Ebony Rainford-Brent is the director of women's cricket at Surrey. Pic Credits: Sky Sports
Ebony Rainford-Brent is the director of women’s cricket at Surrey. Pic Credits: Sky Sports


Ebony Rainford-Brent has expressed the lack of diversity in cricket. Click To Tweet

Ebony is the first black woman to play cricket for the English side. She feels that cricket has a lesser diversity as compared to football. Football, according to her, has a wider representation from people of color. Her words find some worth in the record books. It has to be noted that she is one of only four Black, Asian and minority ethnic women to have played for England.

As of now, she is the director of Surrey women’s cricket. Surrey, under her guidance, has even launched a scholarship program to increase the participation of professionals from the minority. There were, initially, 12 scholarships but the number had to double due to the growing interest. Isa Guha, Sonia Odedra, and Sophia Dunkley are other BAME women to have represented England. (Black, Asian and minority ethnic).

In an interaction with BBC Radio 5, Rainford-Brent emphasized on the need to have more players from different strands of the society. She further added that there is hardly any diversity in women’s cricket. She, importantly, suggests that the game has to reach out to the masses. The visibility of the game has to increase in order to attract people from all sections of society.

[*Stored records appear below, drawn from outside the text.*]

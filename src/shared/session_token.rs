use anyhow::Context;
use base64::engine::general_purpose::URL_SAFE_NO_PAD;
use base64::Engine;
use hmac::{Hmac, Mac};
use serde::{Deserialize, Serialize};
use sha2::Sha256;

type HmacSha256 = Hmac<Sha256>;

#[derive(Debug, Clone, PartialEq, Eq, Serialize, Deserialize)]
pub struct SessionClaims {
    pub sub: String,
    #[serde(rename = "exp")]
    pub expires_at_ms: i64,
}

#[derive(Debug, Clone, Copy, PartialEq, Eq, thiserror::Error)]
pub enum TokenError {
    #[error("malformed token")]
    Malformed,
    #[error("bad signature")]
    BadSignature,
    #[error("token expired")]
    Expired,
}

pub fn sign_session_token(claims: &SessionClaims, secret: &str) -> anyhow::Result<String> {
    let payload = serde_json::to_vec(claims).context("failed to serialize session claims")?;
    let payload_b64 = URL_SAFE_NO_PAD.encode(payload);

    let mut mac = HmacSha256::new_from_slice(secret.as_bytes())
        .context("failed to initialize session token signer")?;
    mac.update(payload_b64.as_bytes());
    let signature_b64 = URL_SAFE_NO_PAD.encode(mac.finalize().into_bytes());

    Ok(format!("{payload_b64}.{signature_b64}"))
}

pub fn verify_session_token(
    token: &str,
    secret: &str,
    now_ms: i64,
) -> Result<SessionClaims, TokenError> {
    let (payload_b64, signature_b64) = token.split_once('.').ok_or(TokenError::Malformed)?;
    let signature = URL_SAFE_NO_PAD
        .decode(signature_b64)
        .map_err(|_| TokenError::Malformed)?;

    let mut mac =
        HmacSha256::new_from_slice(secret.as_bytes()).map_err(|_| TokenError::BadSignature)?;
    mac.update(payload_b64.as_bytes());
    mac.verify_slice(&signature)
        .map_err(|_| TokenError::BadSignature)?;

    let payload = URL_SAFE_NO_PAD
        .decode(payload_b64)
        .map_err(|_| TokenError::Malformed)?;
    let claims: SessionClaims =
        serde_json::from_slice(&payload).map_err(|_| TokenError::Malformed)?;
    if claims.expires_at_ms <= now_ms {
        return Err(TokenError::Expired);
    }
    Ok(claims)
}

She says: “We as a sport are disconnected from inner cities – that’s not just a black issue, that has socio-economic implications. We, as a sport, have a lot of work to do.”

It is important to note that England and Wales Cricket Board had announced a major announcement in 2019 in accordance with its five-year plan to increase the participation of players of color. The game, intrinsically, is open to all but the guarantee of a level-playing field is the need of the hour. Authorities can only propose funds but the real change has to come from people and hence from society itself.